Tuscania – Rogo vicino alle case, in due a giudizio. E’ il pauroso incendio divampato a Tuscania la mattina dell’11 agosto 2012, in via degli Ulivi, in prossimità di diverse abitazioni, per domare il quale i soccorritori hanno impiegato oltre tre ore.
Due gli imputati finiti a processo perché presunti responsabili del rogo divampato vicino a civili abitazioni e anche a un centro sportivo.
Ieri in aula, davanti al giudice Silvia Mattei, è stato ascoltato un carabiniere della forestale che 13 giorni dopo il rogo, il 24 agosto, fece degli accertamenti sul posto. Al termine della testimonianza il magistrato ha rinviato il processo al 22 febbraio.
Era l’11 agosto del 2012 quando i vigili del fuoco, la forestale e la protezione civile (di Ischia di Castro, Cellere e Viterbo) avevano cercato di domare un grosso incendio divampato a Tuscania, in via degli Ulivi, vicino al centro sportivo.
Le operazioni di spegnimento del rogo si erano rivelate fin da subito difficoltose per via del vento che aveva alimentato le fiamme. Cinque gli ettari di terreno andati in fumo, tra sterpaglie e bosco. Le fiamme avevano anche avvolto il tetto di un casolare di campagna e la siepe di una casa.
– Rogo a Tuscania, fiamme vicino alle case
Il teste ha spiegato di essersi recato sul posto per effettuare dei rilievi con il Mef, “metodo evidenze fisiche”, utilizzato in Italia dal 2002 e impiegato dai carabinieri forestali in convenzione con l’ateneo della Tuscia.
Il Mef, come spiegato in aula dal teste, è servito per individuare la probabile area di propagazione e il punto di innesco delle fiamme.
Per l’accusa quest’ultimo, ossia il punto di innesco dell’incendio, coinciderebbe con una gabbia per cani dove si stavano effettuando dei lavori che in piena estate, complici le alte temperature e il vento, avrebbero prodotto delle scintille da cui sarebbe poi divampato l’incendio. Incendio che, stando alle ricostruzioni in aula, sarebbe divampato tra le 11 e le 11,30 circa di mattina.

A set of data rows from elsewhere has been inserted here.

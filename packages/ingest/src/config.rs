//! Pipeline configuration.
//!
//! Settings are layered: built-in defaults, then an optional TOML file, then
//! environment variables. The CLI applies its flags on top of the result.

use std::path::{Path, PathBuf};

use serde::{Deserialize, Serialize};
use taxi_dest_history_models::{GapPolicy, Period};
use taxi_dest_spatial::LabelProperties;
use taxi_dest_trip::load::{TripColumns, TripLoader};

/// Environment variable naming the TOML config file.
pub const CONFIG_ENV: &str = "TAXI_DEST_CONFIG";

/// Environment variable overriding the database path.
pub const DATABASE_ENV: &str = "TAXI_DEST_DATABASE";

/// Environment variable overriding the region `GeoJSON` path.
pub const REGIONS_ENV: &str = "TAXI_DEST_REGIONS";

/// Errors that can occur while loading configuration.
#[derive(Debug, thiserror::Error)]
pub enum ConfigError {
    /// The config file could not be read.
    #[error("Failed to read config file {}: {source}", .path.display())]
    Io {
        /// Path of the config file.
        path: PathBuf,
        /// Underlying I/O error.
        source: std::io::Error,
    },

    /// The config file is not valid TOML for [`PipelineConfig`].
    #[error("Invalid config file {}: {source}", .path.display())]
    Parse {
        /// Path of the config file.
        path: PathBuf,
        /// Underlying TOML error.
        source: toml::de::Error,
    },

    /// The CSV delimiter is not a single-byte character.
    #[error("Unsupported CSV delimiter {delimiter:?}: must be an ASCII character")]
    Delimiter {
        /// The configured delimiter.
        delimiter: char,
    },
}

/// Settings for a pipeline run.
///
/// Every field is optional in the TOML file:
///
/// ```toml
/// regions_path = "data/shared/taxi_zones.geojson"
/// database_path = "data/taxi_destinations.duckdb"
/// history_start = "2009-11"
/// zone_property = "zone"
/// borough_property = "borough"
/// on_gap = "fail"
/// strict = false
/// delimiter = ","
/// limit = 100000
///
/// [columns]
/// weight = "passenger_count"
/// ```
#[derive(Debug, Clone, PartialEq, Eq, Serialize, Deserialize)]
#[serde(default, deny_unknown_fields)]
pub struct PipelineConfig {
    /// `GeoJSON` file holding the zone polygons.
    pub regions_path: PathBuf,
    /// `DuckDB` file holding the ranking tables.
    pub database_path: PathBuf,
    /// First month of history; runs for this month bootstrap.
    pub history_start: Period,
    /// Feature property holding the zone name.
    pub zone_property: String,
    /// Feature property holding the borough name.
    pub borough_property: String,
    /// Header names of the trip CSV columns.
    pub columns: TripColumns,
    /// What to do when the previous month was never recorded.
    pub on_gap: GapPolicy,
    /// Reject the whole batch on a malformed trip row.
    pub strict: bool,
    /// Field delimiter of the trip CSV.
    pub delimiter: char,
    /// Stop reading the trip CSV after this many rows.
    pub limit: Option<u64>,
}

impl Default for PipelineConfig {
    fn default() -> Self {
        let labels = LabelProperties::default();
        Self {
            regions_path: taxi_dest_database::paths::regions_path(),
            database_path: taxi_dest_database::paths::database_path(),
            history_start: Period::DEFAULT_HISTORY_START,
            zone_property: labels.fine,
            borough_property: labels.coarse,
            columns: TripColumns::default(),
            on_gap: GapPolicy::default(),
            strict: false,
            delimiter: ',',
            limit: None,
        }
    }
}

impl PipelineConfig {
    /// Loads the configuration.
    ///
    /// Reads `path`, or the file named by [`CONFIG_ENV`] when `path` is
    /// `None`, falling back to defaults when neither is given. Environment
    /// overrides are applied last.
    ///
    /// # Errors
    ///
    /// Returns [`ConfigError`] if a config file is given but cannot be read
    /// or parsed.
    pub fn load(path: Option<&Path>) -> Result<Self, ConfigError> {
        let path = path
            .map(Path::to_path_buf)
            .or_else(|| std::env::var_os(CONFIG_ENV).map(PathBuf::from));

        let config = match path {
            Some(path) => Self::from_file(&path)?,
            None => Self::default(),
        };

        Ok(config.with_env_overrides(|key| std::env::var(key).ok()))
    }

    /// Parses a TOML config file.
    ///
    /// # Errors
    ///
    /// Returns [`ConfigError`] if the file cannot be read or parsed.
    pub fn from_file(path: &Path) -> Result<Self, ConfigError> {
        let contents = std::fs::read_to_string(path).map_err(|source| ConfigError::Io {
            path: path.to_path_buf(),
            source,
        })?;
        let config = toml::from_str(&contents).map_err(|source| ConfigError::Parse {
            path: path.to_path_buf(),
            source,
        })?;
        log::info!("Loaded config from {}", path.display());
        Ok(config)
    }

    /// Applies [`DATABASE_ENV`] and [`REGIONS_ENV`] as returned by `lookup`.
    #[must_use]
    pub fn with_env_overrides(mut self, lookup: impl Fn(&str) -> Option<String>) -> Self {
        if let Some(path) = lookup(DATABASE_ENV).filter(|v| !v.is_empty()) {
            self.database_path = PathBuf::from(path);
        }
        if let Some(path) = lookup(REGIONS_ENV).filter(|v| !v.is_empty()) {
            self.regions_path = PathBuf::from(path);
        }
        self
    }

    /// The `GeoJSON` property names to read region labels from.
    #[must_use]
    pub fn label_properties(&self) -> LabelProperties {
        LabelProperties {
            fine: self.zone_property.clone(),
            coarse: self.borough_property.clone(),
        }
    }

    /// A trip loader honoring the configured columns, delimiter, row limit
    /// and strictness.
    ///
    /// # Errors
    ///
    /// Returns [`ConfigError::Delimiter`] if the delimiter is not ASCII.
    pub fn trip_loader(&self) -> Result<TripLoader, ConfigError> {
        let delimiter = u8::try_from(self.delimiter)
            .ok()
            .filter(u8::is_ascii)
            .ok_or(ConfigError::Delimiter {
                delimiter: self.delimiter,
            })?;

        let loader = TripLoader::new()
            .with_columns(self.columns.clone())
            .with_delimiter(delimiter)
            .strict(self.strict);

        Ok(match self.limit {
            Some(limit) => loader.with_max_records(limit),
            None => loader,
        })
    }
}

#[cfg(test)]
mod tests {
    use super::*;

    #[test]
    fn empty_toml_yields_defaults() {
        let config: PipelineConfig = toml::from_str("").unwrap();
        assert_eq!(config, PipelineConfig::default());
        assert_eq!(config.history_start.to_string(), "2009-11");
        assert_eq!(config.on_gap, GapPolicy::Fail);
        assert!(!config.strict);
        assert_eq!(config.delimiter, ',');
        assert_eq!(config.limit, None);
    }

    #[test]
    fn toml_overrides_selected_fields() {
        let config: PipelineConfig = toml::from_str(
            r#"
            history_start = "2015-01"
            zone_property = "Zone"
            on_gap = "bootstrap"
            strict = true

            [columns]
            weight = "passenger_count"
            "#,
        )
        .unwrap();

        assert_eq!(config.history_start.to_string(), "2015-01");
        assert_eq!(config.on_gap, GapPolicy::Bootstrap);
        assert!(config.strict);
        assert_eq!(config.label_properties().fine, "Zone");
        assert_eq!(config.label_properties().coarse, "borough");
        assert_eq!(config.columns.weight, "passenger_count");
        assert_eq!(config.columns.origin_longitude, "Start_Lon");
    }

    #[test]
    fn trip_loader_honors_delimiter_and_limit() {
        let config: PipelineConfig = toml::from_str(
            r#"
            delimiter = ";"
            limit = 2
            "#,
        )
        .unwrap();

        let csv = "Start_Lon;Start_Lat;End_Lon;End_Lat;Passenger_Count\n\
                   -73.98;40.75;-73.99;40.73;1\n\
                   -73.97;40.76;-73.95;40.78;2\n\
                   -73.96;40.77;-73.94;40.79;3\n";
        let loaded = config.trip_loader().unwrap().read(csv.as_bytes()).unwrap();

        assert_eq!(loaded.trips.len(), 2);
        assert_eq!(loaded.malformed, 0);
        assert!((loaded.trips[1].weight - 2.0).abs() < f64::EPSILON);
    }

    #[test]
    fn non_ascii_delimiter_is_rejected() {
        let config = PipelineConfig {
            delimiter: '§',
            ..PipelineConfig::default()
        };
        assert!(matches!(
            config.trip_loader(),
            Err(ConfigError::Delimiter { delimiter: '§' })
        ));
    }

    #[test]
    fn rejects_unknown_keys_and_bad_periods() {
        assert!(toml::from_str::<PipelineConfig>("top_k = 3").is_err());
        assert!(toml::from_str::<PipelineConfig>(r#"history_start = "2009-13""#).is_err());
    }

    #[test]
    fn env_overrides_replace_paths() {
        let config = PipelineConfig::default().with_env_overrides(|key| match key {
            DATABASE_ENV => Some("/tmp/rankings.duckdb".to_string()),
            REGIONS_ENV => Some(String::new()),
            _ => None,
        });

        assert_eq!(config.database_path, PathBuf::from("/tmp/rankings.duckdb"));
        assert_eq!(
            config.regions_path,
            taxi_dest_database::paths::regions_path()
        );
    }

    #[test]
    fn missing_config_file_is_an_error() {
        let err = PipelineConfig::from_file(Path::new("/nonexistent/taxi_dest.toml")).unwrap_err();
        assert!(matches!(err, ConfigError::Io { .. }));
    }
}
#![cfg_attr(feature = "fail-on-warnings", deny(warnings))]
#![warn(clippy::all, clippy::pedantic, clippy::nursery, clippy::cargo)]
#![allow(clippy::multiple_crate_versions, clippy::cargo_common_metadata)]

//! Monthly popular-destination pipeline.
//!
//! Attributes a month of taxi trips to zones, ranks the top destinations
//! per origin zone and per origin borough, reconciles both rankings against
//! the previous month, and commits everything to the [`DestinationStore`]
//! in one transaction.
//!
//! [`DestinationStore`]: taxi_dest_database::DestinationStore

pub mod config;
pub mod pipeline;

use taxi_dest_database::{DbError, DestinationStore};
use taxi_dest_history::HistoryError;
use taxi_dest_spatial::{RegionIndex, SpatialError};
use taxi_dest_trip::TripError;

use crate::config::{ConfigError, PipelineConfig};

pub use pipeline::Pipeline;

/// Errors that can occur during a pipeline run.
#[derive(Debug, thiserror::Error)]
pub enum PipelineError {
    /// Configuration could not be loaded.
    #[error("Config error: {0}")]
    Config(#[from] ConfigError),

    /// Region polygons could not be loaded.
    #[error("Region error: {0}")]
    Spatial(#[from] SpatialError),

    /// Trips could not be loaded.
    #[error("Trip error: {0}")]
    Trip(#[from] TripError),

    /// The period could not be resolved or reconciled.
    #[error("History error: {0}")]
    History(#[from] HistoryError),

    /// The store failed.
    #[error("Database error: {0}")]
    Database(#[from] DbError),
}

/// Loads the region index named by `config`.
///
/// # Errors
///
/// Returns [`PipelineError::Spatial`] if the `GeoJSON` file cannot be read
/// or yields no regions.
pub fn load_regions(config: &PipelineConfig) -> Result<RegionIndex, PipelineError> {
    Ok(RegionIndex::load(
        &config.regions_path,
        &config.label_properties(),
    )?)
}

/// Opens the store named by `config`.
///
/// # Errors
///
/// Returns [`PipelineError::Database`] if the database cannot be opened.
pub fn open_store(config: &PipelineConfig) -> Result<DestinationStore, PipelineError> {
    Ok(DestinationStore::open(&config.database_path)?)
}
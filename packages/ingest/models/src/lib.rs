#![cfg_attr(feature = "fail-on-warnings", deny(warnings))]
#![warn(clippy::all, clippy::pedantic, clippy::nursery, clippy::cargo)]
#![allow(clippy::multiple_crate_versions, clippy::cargo_common_metadata)]

//! Pipeline run summaries and progress reporting.

pub mod progress;

use std::time::Duration;

use serde::{Deserialize, Serialize};
use taxi_dest_history_models::{Period, ReconcileMode, WriteMode};
use taxi_dest_ranking_models::Granularity;

/// Result of a completed pipeline run.
#[derive(Debug, Clone, PartialEq, Serialize, Deserialize)]
#[serde(rename_all = "camelCase")]
pub struct RunSummary {
    /// Month that was processed.
    pub period: Period,
    /// How the month was reconciled against history.
    pub mode: ReconcileMode,
    /// Top-K the run was asked for.
    pub top_k: u32,
    /// Well-formed trips read from the input.
    pub trips_read: u64,
    /// Malformed rows dropped by the loader.
    pub malformed: u64,
    /// Trips with both endpoints attributed to a region.
    pub trips_attributed: u64,
    /// Trips whose pick-up point fell outside every region.
    pub origin_misses: u64,
    /// Trips whose drop-off point fell outside every region.
    pub destination_misses: u64,
    /// Per-granularity table results, zone first.
    pub tables: Vec<GranularitySummary>,
    /// How long the run took.
    pub duration: Duration,
}

impl RunSummary {
    /// Trips dropped because an endpoint was unattributed.
    #[must_use]
    pub const fn trips_unattributed(&self) -> u64 {
        self.trips_read - self.trips_attributed
    }

    /// Summary for one granularity, if it was written.
    #[must_use]
    pub fn table(&self, granularity: Granularity) -> Option<&GranularitySummary> {
        self.tables.iter().find(|t| t.granularity == granularity)
    }
}

/// What one run wrote for a single granularity.
#[derive(Debug, Clone, Copy, PartialEq, Eq, Serialize, Deserialize)]
#[serde(rename_all = "camelCase")]
pub struct GranularitySummary {
    /// Zone or borough.
    pub granularity: Granularity,
    /// Distinct origins with at least one ranked destination.
    pub origins: usize,
    /// Rows written to the `current_*` table.
    pub current_rows: usize,
    /// Rows written to the `history_*` table.
    pub history_rows: usize,
    /// Whether history was replaced or appended.
    pub write_mode: WriteMode,
}

#[cfg(test)]
mod tests {
    use super::*;

    fn summary() -> RunSummary {
        RunSummary {
            period: "2009-12".parse().unwrap(),
            mode: ReconcileMode::Incremental {
                previous: "2009-11".parse().unwrap(),
            },
            top_k: 3,
            trips_read: 10,
            malformed: 1,
            trips_attributed: 7,
            origin_misses: 2,
            destination_misses: 2,
            tables: vec![GranularitySummary {
                granularity: Granularity::Borough,
                origins: 2,
                current_rows: 3,
                history_rows: 1,
                write_mode: WriteMode::Append,
            }],
            duration: Duration::from_millis(250),
        }
    }

    #[test]
    fn counts_unattributed_trips() {
        assert_eq!(summary().trips_unattributed(), 3);
    }

    #[test]
    fn finds_tables_by_granularity() {
        let summary = summary();
        assert_eq!(summary.table(Granularity::Borough).unwrap().current_rows, 3);
        assert!(summary.table(Granularity::Zone).is_none());
    }

    #[test]
    fn serializes_with_camel_case_keys() {
        let json = serde_json::to_value(summary()).unwrap();
        assert_eq!(json["period"], "2009-12");
        assert_eq!(json["topK"], 3);
        assert_eq!(json["mode"]["mode"], "incremental");
        assert_eq!(json["mode"]["previous"], "2009-11");
        assert_eq!(json["tables"][0]["writeMode"], "append");
    }
}
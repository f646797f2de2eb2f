//! Progress reporting for pipeline runs.
//!
//! The pipeline reports through [`ProgressCallback`] so that the library
//! never depends on a terminal. The CLI plugs in `indicatif` bars; tests and
//! embedders use [`NullProgress`].

use std::sync::Arc;

/// Receives progress updates while a batch of trips is processed.
pub trait ProgressCallback: Send + Sync {
    /// Set the number of trips in the batch.
    fn set_total(&self, total: u64);

    /// Advance by `delta` trips.
    fn inc(&self, delta: u64);

    /// Replace the message shown next to the indicator.
    fn set_message(&self, msg: String);

    /// Mark the batch as done.
    fn finish(&self, msg: String);
}

/// Discards every update.
pub struct NullProgress;

impl ProgressCallback for NullProgress {
    fn set_total(&self, _total: u64) {}
    fn inc(&self, _delta: u64) {}
    fn set_message(&self, _msg: String) {}
    fn finish(&self, _msg: String) {}
}

/// Shared [`NullProgress`] handle.
#[must_use]
pub fn null_progress() -> Arc<dyn ProgressCallback> {
    Arc::new(NullProgress)
}
//! `GeoJSON` region source.
//!
//! Reads a `FeatureCollection` of taxi zone polygons. Each feature carries
//! its zone and borough names as properties; the property keys are
//! configurable because published zone files disagree on naming.

use std::path::Path;

use geo::MultiPolygon;
use geojson::{Feature, GeoJson};
use serde::{Deserialize, Serialize};

use crate::{Region, SpatialError};

/// Names of the `GeoJSON` feature properties holding the region labels.
#[derive(Debug, Clone, PartialEq, Eq, Serialize, Deserialize)]
#[serde(default)]
pub struct LabelProperties {
    /// Property holding the fine label (zone name).
    pub fine: String,
    /// Property holding the coarse label (borough name).
    pub coarse: String,
}

impl Default for LabelProperties {
    fn default() -> Self {
        Self {
            fine: "zone".to_string(),
            coarse: "borough".to_string(),
        }
    }
}

/// Reads regions from a `GeoJSON` file.
///
/// # Errors
///
/// Returns [`SpatialError`] if the file cannot be read or parsed, or if no
/// feature yields a usable region.
pub fn read_regions(
    path: &Path,
    properties: &LabelProperties,
) -> Result<Vec<Region>, SpatialError> {
    let contents = std::fs::read_to_string(path).map_err(|source| SpatialError::Io {
        path: path.to_path_buf(),
        source,
    })?;
    parse_regions(&contents, properties)
}

/// Parses regions from a `GeoJSON` `FeatureCollection` string.
///
/// Features without a polygonal geometry or without both label properties
/// are skipped with a warning.
///
/// # Errors
///
/// Returns [`SpatialError`] if the input is not a `FeatureCollection` or no
/// feature yields a usable region.
pub fn parse_regions(
    geojson_str: &str,
    properties: &LabelProperties,
) -> Result<Vec<Region>, SpatialError> {
    let GeoJson::FeatureCollection(collection) = geojson_str.parse::<GeoJson>()? else {
        return Err(SpatialError::Invalid {
            message: "expected a GeoJSON FeatureCollection".to_string(),
        });
    };

    let total = collection.features.len();
    let regions: Vec<Region> = collection
        .features
        .into_iter()
        .enumerate()
        .filter_map(|(i, feature)| feature_to_region(i, feature, properties))
        .collect();

    if regions.is_empty() {
        return Err(SpatialError::Invalid {
            message: format!(
                "none of {total} features had a polygon with '{}' and '{}' properties",
                properties.fine, properties.coarse
            ),
        });
    }

    if regions.len() < total {
        log::warn!("Skipped {} of {total} region features", total - regions.len());
    }

    Ok(regions)
}

fn feature_to_region(i: usize, feature: Feature, properties: &LabelProperties) -> Option<Region> {
    let Some(fine) = label(&feature, &properties.fine) else {
        log::warn!("Feature {i} has no '{}' property, skipping", properties.fine);
        return None;
    };
    let Some(coarse) = label(&feature, &properties.coarse) else {
        log::warn!(
            "Feature {i} ({fine}) has no '{}' property, skipping",
            properties.coarse
        );
        return None;
    };
    let Some(boundary) = feature.geometry.and_then(to_multipolygon) else {
        log::warn!("Failed to parse polygon geometry for region {fine}");
        return None;
    };

    Some(Region {
        fine_label: fine,
        coarse_label: coarse,
        boundary,
    })
}

/// Reads a label property as a string. Numeric properties (e.g. location
/// IDs) are accepted and rendered as text.
fn label(feature: &Feature, key: &str) -> Option<String> {
    let value = feature.property(key)?;
    let text = value
        .as_str()
        .map(|s| s.trim().to_string())
        .or_else(|| value.as_number().map(ToString::to_string))?;
    (!text.is_empty()).then_some(text)
}

/// Converts a `GeoJSON` geometry into a [`MultiPolygon`].
/// Handles both `Polygon` and `MultiPolygon` geometry types.
fn to_multipolygon(geom: geojson::Geometry) -> Option<MultiPolygon<f64>> {
    let geo_geom: geo::Geometry<f64> = geom.try_into().ok()?;
    match geo_geom {
        geo::Geometry::MultiPolygon(mp) => Some(mp),
        geo::Geometry::Polygon(p) => Some(MultiPolygon(vec![p])),
        _ => None,
    }
}

#[cfg(test)]
mod tests {
    use super::*;
    use crate::RegionIndex;

    const ZONES: &str = r#"{
        "type": "FeatureCollection",
        "features": [
            {
                "type": "Feature",
                "properties": { "zone": "Midtown", "borough": "Manhattan", "LocationID": 161 },
                "geometry": {
                    "type": "Polygon",
                    "coordinates": [[[0.0, 0.0], [1.0, 0.0], [1.0, 1.0], [0.0, 1.0], [0.0, 0.0]]]
                }
            },
            {
                "type": "Feature",
                "properties": { "zone": "Rockaways", "borough": "Queens", "LocationID": 201 },
                "geometry": {
                    "type": "MultiPolygon",
                    "coordinates": [
                        [[[2.0, 0.0], [3.0, 0.0], [3.0, 1.0], [2.0, 1.0], [2.0, 0.0]]],
                        [[[4.0, 0.0], [5.0, 0.0], [5.0, 1.0], [4.0, 1.0], [4.0, 0.0]]]
                    ]
                }
            },
            {
                "type": "Feature",
                "properties": { "zone": "Nameless" },
                "geometry": {
                    "type": "Polygon",
                    "coordinates": [[[6.0, 0.0], [7.0, 0.0], [7.0, 1.0], [6.0, 1.0], [6.0, 0.0]]]
                }
            },
            {
                "type": "Feature",
                "properties": { "zone": "Pier", "borough": "Brooklyn" },
                "geometry": { "type": "Point", "coordinates": [8.0, 0.5] }
            }
        ]
    }"#;

    #[test]
    fn parses_polygons_and_multipolygons() {
        let regions = parse_regions(ZONES, &LabelProperties::default()).unwrap();
        let names: Vec<&str> = regions.iter().map(|r| r.fine_label.as_str()).collect();
        assert_eq!(names, vec!["Midtown", "Rockaways"]);
        assert_eq!(regions[1].boundary.0.len(), 2);
    }

    #[test]
    fn loaded_multipolygon_matches_every_part() {
        let index = RegionIndex::build(parse_regions(ZONES, &LabelProperties::default()).unwrap());
        assert_eq!(index.classify(2.5, 0.5).unwrap().fine, "Rockaways");
        assert_eq!(index.classify(4.5, 0.5).unwrap().fine, "Rockaways");
        assert!(index.classify(3.5, 0.5).is_none());
        assert!(index.classify(6.5, 0.5).is_none());
    }

    #[test]
    fn numeric_properties_become_labels() {
        let properties = LabelProperties {
            fine: "LocationID".to_string(),
            coarse: "borough".to_string(),
        };
        let regions = parse_regions(ZONES, &properties).unwrap();
        assert_eq!(regions[0].fine_label, "161");
        assert_eq!(regions[1].fine_label, "201");
    }

    #[test]
    fn rejects_non_collection_geojson() {
        let point = r#"{ "type": "Point", "coordinates": [0.0, 0.0] }"#;
        assert!(matches!(
            parse_regions(point, &LabelProperties::default()),
            Err(SpatialError::Invalid { .. })
        ));
    }

    #[test]
    fn rejects_collection_without_usable_regions() {
        let properties = LabelProperties {
            fine: "name".to_string(),
            coarse: "boro".to_string(),
        };
        assert!(matches!(
            parse_regions(ZONES, &properties),
            Err(SpatialError::Invalid { .. })
        ));
    }

    #[test]
    fn rejects_malformed_json() {
        assert!(matches!(
            parse_regions("{ not json", &LabelProperties::default()),
            Err(SpatialError::GeoJson(_))
        ));
    }
}
#![cfg_attr(feature = "fail-on-warnings", deny(warnings))]
#![warn(clippy::all, clippy::pedantic, clippy::nursery, clippy::cargo)]
#![allow(clippy::multiple_crate_versions, clippy::cargo_common_metadata)]

//! Trip loading and enrichment.
//!
//! Reads the monthly trip CSV into [`TripRecord`]s and attributes both
//! endpoints of every trip to a taxi zone, dropping trips that start or end
//! outside every known zone.
//!
//! [`TripRecord`]: taxi_dest_trip_models::TripRecord

pub mod enrich;
pub mod load;

use std::path::PathBuf;

use thiserror::Error;

/// Errors that can occur while loading trips.
#[derive(Debug, Error)]
pub enum TripError {
    /// The trip file could not be opened.
    #[error("Failed to open trip file {}: {source}", .path.display())]
    Io {
        /// Path that failed to open.
        path: PathBuf,
        /// Underlying I/O error.
        source: std::io::Error,
    },

    /// CSV parsing failed.
    #[error("CSV error: {0}")]
    Csv(#[from] csv::Error),

    /// A required column is absent from the header row.
    #[error("Trip file has no '{column}' column")]
    MissingColumn {
        /// Name of the missing column.
        column: String,
    },

    /// A row has a missing or unparseable required field (strict mode only).
    #[error("Malformed trip on line {line}: {message}")]
    Malformed {
        /// 1-based line number of the row.
        line: u64,
        /// Description of what went wrong.
        message: String,
    },
}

In aula il carabiniere della forestale ha specificato di aver trovato “una gabbia metallica per cani con punti di saldatura vecchi e nuovi”. Particolare, quest’ultimo che avrebbe fatto dedurre ai carabinieri che qualcuno avesse effettuato dei lavori piuttosto recenti sulla gabbia. Il testimone ha aggiunto in aula che proprio accanto alla gabbia era stata individuata l’area bruciata e che attraverso l’analisi del Mef proprio “quel punto doveva essere quello d’origine dell’incendio”.
Per il carabiniere i lavori di saldatura alla gabbia avrebbero potuto generare delle scintille dalle quali a loro volta sarebbe divampatio l’incendio, complici la vegetazione secca estiva e il forte vento. Il testimone ha poi concluso affermando che per lui i lavori non andavano fatti in quel periodo in piena estate.
Al termine della testimonianza la difesa ha chiesto l’analisi delle Tabelle meteo dell’Areonautica militare per vagliare la direzione del vento nella giornata dell’11 agosto 2012.
Il giudice Silvia Mattei ha rinviato l’udienza al 22 febbraio quando accusa e difesa riferiranno in aula in merito allo studio delle tabelle.